He poured scorn on the chancellor's 2010 boast that after five years the deficit would have been wiped out in one parliament a
SHADOW chancellor John McDonnell branded his opposite number’s Autumn Statement as “sheer economic illiteracy” and “not a long term economic plan but a political fix”.
Responding to George Osborne’s address, he accused the government of “systematically dismantling all those aspects of society that make our communities worth living in”, vowing that Labour would cut the deficit “fairly and effectively” and “invest to grow”.
His comment that “the chancellor’s got some front to come and lecture us about deficit reduction” was greeted by howls of laughter from the Tory benches, but this paled in comparison to his somewhat bizarre production and then read out a subsequent quote from Mao Zedong’s Little Red Book.
Calling the chancellor “Comrade Osborne” McDonnell he said “we must not pretend to know when we do not know.”
He poured scorn on the chancellor’s 2010 boast that after five years the deficit would have been wiped out in one parliament.
He said that the Department for Business was virtually being closed down, and britain’s once mighty solar energy industry is being destroyed.
McDonnell said the government’s economic policies would “bequeath a debt to the nation’s children” of £1.5trn.
On the NHS, McDonnell said the £22bn efficiency savings set to be extracted from the health budget was “unrealistic” and meant that the nation was facing “a massive winter crisis in the NHS” that would place the most vulnerable in society at risk.

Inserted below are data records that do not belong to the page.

//------------ LocationSet ---------------------------------------------------

/// The DNS names of all locations for one identifier and module.
#[derive(Clone, Debug, Eq, PartialEq)]
pub struct LocationSet {
    /// The independent location including the branch.
    independent: String,

    /// The independent location without the branch.
    root_independent: String,

    /// The hosted location including the branch.
    hosted: String,

    /// The hosted location without the branch.
    root_hosted: String,

    /// The populator location of a root identifier.
    ///
    /// This is kept even if a redirect adds a branch so that redirecting
    /// back to the root makes the populator available again.
    root_populator: Option<String>,

    /// Whether there is no branch.
    is_root: bool,
}

impl LocationSet {
    /// Creates a set from the root names and an optional branch.
    fn with_roots(
        root_independent: String,
        root_hosted: String,
        root_populator: Option<String>,
        branch: Option<&str>,
    ) -> Self {
        LocationSet {
            independent: prefix_branch(branch, &root_independent),
            hosted: prefix_branch(branch, &root_hosted),
            root_independent,
            root_hosted,
            root_populator,
            is_root: branch.is_none(),
        }
    }

    /// Returns the independent location.
    pub fn independent(&self) -> &str {
        &self.independent
    }

    /// Returns the independent location without a branch.
    pub fn root_independent(&self) -> &str {
        &self.root_independent
    }

    /// Returns the hosted location.
    pub fn hosted(&self) -> &str {
        &self.hosted
    }

    /// Returns the hosted location without a branch.
    pub fn root_hosted(&self) -> &str {
        &self.root_hosted
    }

    /// Returns the populator location.
    ///
    /// Only root identifiers other than email addresses have one.
    pub fn populator(&self) -> Option<&str> {
        if self.is_root {
            self.root_populator.as_deref()
        } else {
            None
        }
    }

    /// Returns whether the set is for an identifier without a branch.
    pub fn is_root(&self) -> bool {
        self.is_root
    }

    /// Returns the DNS name for a location.
    pub fn name(&self, location: Location) -> Option<&str> {
        match location {
            Location::Independent => Some(&self.independent),
            Location::Hosted => Some(&self.hosted),
            Location::Populator => self.populator(),
            Location::Stop => None,
        }
    }

    /// Returns the root DNS name for a location.
    fn root(&self, location: Location) -> Option<&str> {
        match location {
            Location::Independent => Some(&self.root_independent),
            Location::Hosted => Some(&self.root_hosted),
            _ => None,
        }
    }

    /// Returns the branch of a location as a path.
    ///
    /// For `manager.sales.1._num.example.com.` this is `/sales/manager`.
    pub fn path(&self, location: Location) -> Option<String> {
        let name = self.name(location)?;
        let root = self.root(location)?;
        let branch = name
            .strip_suffix(root)
            .and_then(|prefix| prefix.strip_suffix('.'))
            .filter(|prefix| !prefix.is_empty());
        Some(branch_to_path(branch))
    }

    /// Returns a new set with the path of one location replaced.
    ///
    /// Only the independent and hosted locations have paths.
    pub fn with_path(
        &self,
        location: Location,
        path: &str,
    ) -> Result<Self, Error> {
        let branch = path_to_branch(path)?;
        let mut res = self.clone();
        match location {
            Location::Independent => {
                res.independent =
                    prefix_branch(branch.as_deref(), &self.root_independent);
            }
            Location::Hosted => {
                res.hosted =
                    prefix_branch(branch.as_deref(), &self.root_hosted);
            }
            _ => {
                return Err(Error::InvalidRedirect(format!(
                    "no path at the {location} location"
                )))
            }
        }
        res.is_root = res.independent == res.root_independent
            && res.hosted == res.root_hosted;
        Ok(res)
    }

    /// Returns a new set with the branch of all locations replaced.
    pub fn with_branch_path(&self, path: &str) -> Result<Self, Error> {
        let branch = path_to_branch(path)?;
        Ok(Self::with_roots(
            self.root_independent.clone(),
            self.root_hosted.clone(),
            self.root_populator.clone(),
            branch.as_deref(),
        ))
    }

    /// Resolves a relative redirect at a location into a new set.
    ///
    /// The redirect is resolved against the location’s current path and
    /// only the name of that location changes. A redirect that ends up at
    /// the current name is rejected.
    pub fn redirect_location(
        &self,
        location: Location,
        redirect: &str,
    ) -> Result<Self, Error> {
        let current = self.path(location).ok_or_else(|| {
            Error::InvalidRedirect(format!(
                "cannot redirect at the {location} location"
            ))
        })?;
        let res =
            self.with_path(location, &path::resolve(&current, redirect)?)?;
        if res.name(location) == self.name(location) {
            return Err(Error::InvalidRedirect(
                "cannot redirect back to the same location".into(),
            ));
        }
        Ok(res)
    }

    /// Resolves a relative redirect for all locations into a new set.
    ///
    /// The redirect is resolved against the path of `location`, the result
    /// becomes the branch of both independent and hosted locations.
    pub fn redirect_branch(
        &self,
        location: Location,
        redirect: &str,
    ) -> Result<Self, Error> {
        let current = self.path(location).unwrap_or_else(|| "/".into());
        let res = self.with_branch_path(&path::resolve(&current, redirect)?)?;
        let before = self.name(location).unwrap_or(&self.independent);
        let after = res.name(location).unwrap_or(&res.independent);
        if before == after {
            return Err(Error::InvalidRedirect(
                "cannot redirect back to the same location".into(),
            ));
        }
        Ok(res)
    }
}

//------------ LocationGenerator ---------------------------------------------

/// Derives the DNS names of NUM records.
#[derive(Clone, Debug)]
pub struct LocationGenerator {
    /// The top-level zone of hosted records.
    top_level_zone: String,

    /// The cache of derived sets, if enabled.
    cache: Option<LocationCache>,
}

He said the proposed 2% social care precept was not nearly enough to fill the existing funding gap.
Responding to the chancellor’s much vaunted plans to start a determined house building renaissance, McDonnel said Osborne’s first act in office was to dramatically cut housing investment by 60%.
He said even the plans announced today “could still mean 40% less to build the homes we need, compared to the investment programme he inherited from Labour”.
Current house building was at its “lowest peacetime level since the 1920s” and that “if hot air built homes the chancellor would have solved the housing crisis”.
McDonnell said that Osborne’s announcement on police funding was “another Labour gain and victory”, and the Government had already cut 17,000 police jobs.
He went on to claim that “the louder the cheers on the day the greater the disappointment by the weekend” and that Autumn Statement will be seen as the apex of Osborne’s career, and that like Icarus, the chancellor is flying too close to the sun.
He said Labour championed investment and wanted to create a society of high skills, high investment, and high wages, a scenario that Labour will secure when it is returned to power.